Assigned task:
Within the listing below, please show every line carrying the string "PrimitiveDateTime".

──────────

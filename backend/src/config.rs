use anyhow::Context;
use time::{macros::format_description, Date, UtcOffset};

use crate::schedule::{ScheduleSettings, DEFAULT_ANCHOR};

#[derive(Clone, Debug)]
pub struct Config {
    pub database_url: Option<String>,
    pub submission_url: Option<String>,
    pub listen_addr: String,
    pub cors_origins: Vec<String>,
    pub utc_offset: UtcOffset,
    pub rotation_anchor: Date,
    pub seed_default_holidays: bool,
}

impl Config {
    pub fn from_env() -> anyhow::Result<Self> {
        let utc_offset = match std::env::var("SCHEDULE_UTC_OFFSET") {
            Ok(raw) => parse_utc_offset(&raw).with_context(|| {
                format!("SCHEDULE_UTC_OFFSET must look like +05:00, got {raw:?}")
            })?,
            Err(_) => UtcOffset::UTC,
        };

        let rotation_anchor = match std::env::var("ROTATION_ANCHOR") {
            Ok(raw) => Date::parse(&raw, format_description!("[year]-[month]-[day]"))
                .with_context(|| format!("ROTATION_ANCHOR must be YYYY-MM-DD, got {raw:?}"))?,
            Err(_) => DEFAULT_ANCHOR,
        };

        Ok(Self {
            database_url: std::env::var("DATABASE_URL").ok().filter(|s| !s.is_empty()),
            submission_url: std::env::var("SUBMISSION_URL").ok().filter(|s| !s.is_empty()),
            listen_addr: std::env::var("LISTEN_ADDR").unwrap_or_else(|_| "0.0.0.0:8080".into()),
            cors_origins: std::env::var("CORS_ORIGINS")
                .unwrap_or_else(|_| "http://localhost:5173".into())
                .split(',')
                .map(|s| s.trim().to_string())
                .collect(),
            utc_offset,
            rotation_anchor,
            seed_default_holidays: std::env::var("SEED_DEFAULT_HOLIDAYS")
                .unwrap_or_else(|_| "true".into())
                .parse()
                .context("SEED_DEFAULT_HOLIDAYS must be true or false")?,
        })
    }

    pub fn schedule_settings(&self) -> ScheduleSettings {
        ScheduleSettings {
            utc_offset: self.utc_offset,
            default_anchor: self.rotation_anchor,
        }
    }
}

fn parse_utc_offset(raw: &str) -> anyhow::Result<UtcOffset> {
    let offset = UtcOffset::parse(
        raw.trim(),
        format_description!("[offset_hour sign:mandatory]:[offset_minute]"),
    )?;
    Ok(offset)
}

──────────

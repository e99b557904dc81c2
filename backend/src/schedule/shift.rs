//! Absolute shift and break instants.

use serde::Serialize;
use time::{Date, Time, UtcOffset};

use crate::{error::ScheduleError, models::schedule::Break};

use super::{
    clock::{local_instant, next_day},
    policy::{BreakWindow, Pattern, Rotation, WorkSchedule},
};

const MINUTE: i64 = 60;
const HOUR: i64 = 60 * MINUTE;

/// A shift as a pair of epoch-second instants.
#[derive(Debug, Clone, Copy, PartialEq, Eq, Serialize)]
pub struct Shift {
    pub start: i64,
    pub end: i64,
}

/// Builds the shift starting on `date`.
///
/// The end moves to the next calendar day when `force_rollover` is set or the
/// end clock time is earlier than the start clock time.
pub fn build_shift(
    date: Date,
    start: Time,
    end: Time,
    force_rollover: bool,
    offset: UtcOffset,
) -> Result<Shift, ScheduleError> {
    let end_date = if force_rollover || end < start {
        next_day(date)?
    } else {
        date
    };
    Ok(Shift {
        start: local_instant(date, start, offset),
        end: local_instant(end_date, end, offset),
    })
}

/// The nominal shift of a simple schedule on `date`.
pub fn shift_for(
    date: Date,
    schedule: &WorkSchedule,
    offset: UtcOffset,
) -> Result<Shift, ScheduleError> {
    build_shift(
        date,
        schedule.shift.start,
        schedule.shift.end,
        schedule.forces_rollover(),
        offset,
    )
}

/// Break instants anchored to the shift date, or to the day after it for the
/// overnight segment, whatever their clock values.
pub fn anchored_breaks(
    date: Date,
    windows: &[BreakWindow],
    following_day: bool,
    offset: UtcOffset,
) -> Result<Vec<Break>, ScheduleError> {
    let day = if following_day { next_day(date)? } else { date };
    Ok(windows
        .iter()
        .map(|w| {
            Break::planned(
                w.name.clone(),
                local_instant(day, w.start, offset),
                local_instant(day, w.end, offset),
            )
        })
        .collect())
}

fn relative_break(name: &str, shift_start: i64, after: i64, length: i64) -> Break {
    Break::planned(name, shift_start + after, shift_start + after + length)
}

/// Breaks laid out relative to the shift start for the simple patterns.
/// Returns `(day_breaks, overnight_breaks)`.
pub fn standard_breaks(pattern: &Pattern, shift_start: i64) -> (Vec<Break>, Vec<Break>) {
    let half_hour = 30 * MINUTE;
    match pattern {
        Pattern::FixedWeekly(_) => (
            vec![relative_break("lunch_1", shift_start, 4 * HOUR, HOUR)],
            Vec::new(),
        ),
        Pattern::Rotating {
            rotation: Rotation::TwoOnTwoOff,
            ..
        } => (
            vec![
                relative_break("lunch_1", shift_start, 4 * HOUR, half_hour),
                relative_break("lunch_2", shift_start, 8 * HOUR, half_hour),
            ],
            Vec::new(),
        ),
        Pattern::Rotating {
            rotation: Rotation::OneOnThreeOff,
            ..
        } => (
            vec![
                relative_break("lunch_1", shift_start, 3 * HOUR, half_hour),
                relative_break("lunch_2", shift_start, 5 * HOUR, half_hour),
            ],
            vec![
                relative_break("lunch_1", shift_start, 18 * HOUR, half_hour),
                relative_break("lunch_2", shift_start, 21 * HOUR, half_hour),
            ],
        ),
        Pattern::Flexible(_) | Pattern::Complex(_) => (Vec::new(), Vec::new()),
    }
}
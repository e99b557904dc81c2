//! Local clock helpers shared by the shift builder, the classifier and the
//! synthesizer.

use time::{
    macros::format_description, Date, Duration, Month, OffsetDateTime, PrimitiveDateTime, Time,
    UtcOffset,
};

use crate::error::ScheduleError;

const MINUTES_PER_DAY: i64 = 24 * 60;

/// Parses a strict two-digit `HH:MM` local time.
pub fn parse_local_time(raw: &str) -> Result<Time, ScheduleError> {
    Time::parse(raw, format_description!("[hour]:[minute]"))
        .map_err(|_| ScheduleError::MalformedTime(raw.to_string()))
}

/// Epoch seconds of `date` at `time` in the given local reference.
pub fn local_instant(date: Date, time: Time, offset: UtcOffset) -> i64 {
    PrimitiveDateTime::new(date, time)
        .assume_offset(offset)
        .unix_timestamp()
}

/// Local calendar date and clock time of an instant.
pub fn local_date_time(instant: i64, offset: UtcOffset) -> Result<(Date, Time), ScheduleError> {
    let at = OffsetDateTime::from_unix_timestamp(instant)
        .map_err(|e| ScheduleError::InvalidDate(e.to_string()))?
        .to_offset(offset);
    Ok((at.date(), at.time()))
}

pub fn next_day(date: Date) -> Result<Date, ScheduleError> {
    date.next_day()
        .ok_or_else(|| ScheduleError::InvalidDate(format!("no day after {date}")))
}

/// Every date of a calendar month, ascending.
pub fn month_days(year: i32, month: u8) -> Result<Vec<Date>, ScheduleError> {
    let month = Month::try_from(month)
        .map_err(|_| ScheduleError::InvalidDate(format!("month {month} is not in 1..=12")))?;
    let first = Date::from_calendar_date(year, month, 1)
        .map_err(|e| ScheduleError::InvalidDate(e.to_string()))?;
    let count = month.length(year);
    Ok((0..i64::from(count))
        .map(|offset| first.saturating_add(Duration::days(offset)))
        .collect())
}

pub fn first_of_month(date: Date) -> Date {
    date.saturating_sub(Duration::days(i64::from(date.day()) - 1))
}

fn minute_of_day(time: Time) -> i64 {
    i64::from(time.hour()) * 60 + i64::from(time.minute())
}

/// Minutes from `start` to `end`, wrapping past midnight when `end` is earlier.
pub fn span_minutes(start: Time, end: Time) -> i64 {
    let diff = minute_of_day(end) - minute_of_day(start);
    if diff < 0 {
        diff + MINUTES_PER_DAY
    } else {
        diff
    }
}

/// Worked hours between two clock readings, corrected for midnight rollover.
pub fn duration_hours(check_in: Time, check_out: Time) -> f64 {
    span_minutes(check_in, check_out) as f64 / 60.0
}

──────────

Result:
    macros::format_description, Date, Duration, Month, OffsetDateTime, PrimitiveDateTime, Time,
    PrimitiveDateTime::new(date, time)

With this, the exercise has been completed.